The integration of task planning and path planning also significantly reduces the number of steps and the path length required to herd the sheep swarm to the goal in almost all cases. This proves that the planning-assisted shepherding method can save time and reduce the energy consumption of robots to complete the shepherding mission, which results in significant benefit in the real-world shepherding applications. In detail, we can observe from Table 5 that, in most of the obstacle-free environments (Cases 2-6) and the relatively simple obstacle-cluttered environments (Case 7), the reduction of the number of steps is mainly caused by the employment of task planning as the difference between the number of steps obtained by task planning-assisted shepherding and planning assisted shepherding are not significant. However, when the shepherding complexity increases in Cases 8-18, path planning plays an important role in further reducing the number of time steps so that the planning-assisted shepherding achieves the minimum number of steps.
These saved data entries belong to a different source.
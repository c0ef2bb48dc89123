//! Drinks on the menu and the rules for accepting them

pub mod drink;
pub mod validation;

pub use drink::{Drink, DrinkChanges, Ingredient, NewDrink, ShortDrink, ShortIngredient};
pub use validation::{validate_drink_changes, validate_new_drink, InputError, InputErrorKind};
In terms of the path length, the task planning-assisted shepherding performed better than the reactive shepherding on all data-applicable cases, while the planning-assisted shepherding obtained the best performance as presented in Table 5 and Fig. 5. This demonstrates that both tasking planning and path planning are very effective in reducing the detours of the sheepdog. However, the single-sheepdog planning-assisted shepherding still has difficulty in addressing the most complex Cases 19 and 20 within the limited time and cannot guarantee 100% SR for a few cases.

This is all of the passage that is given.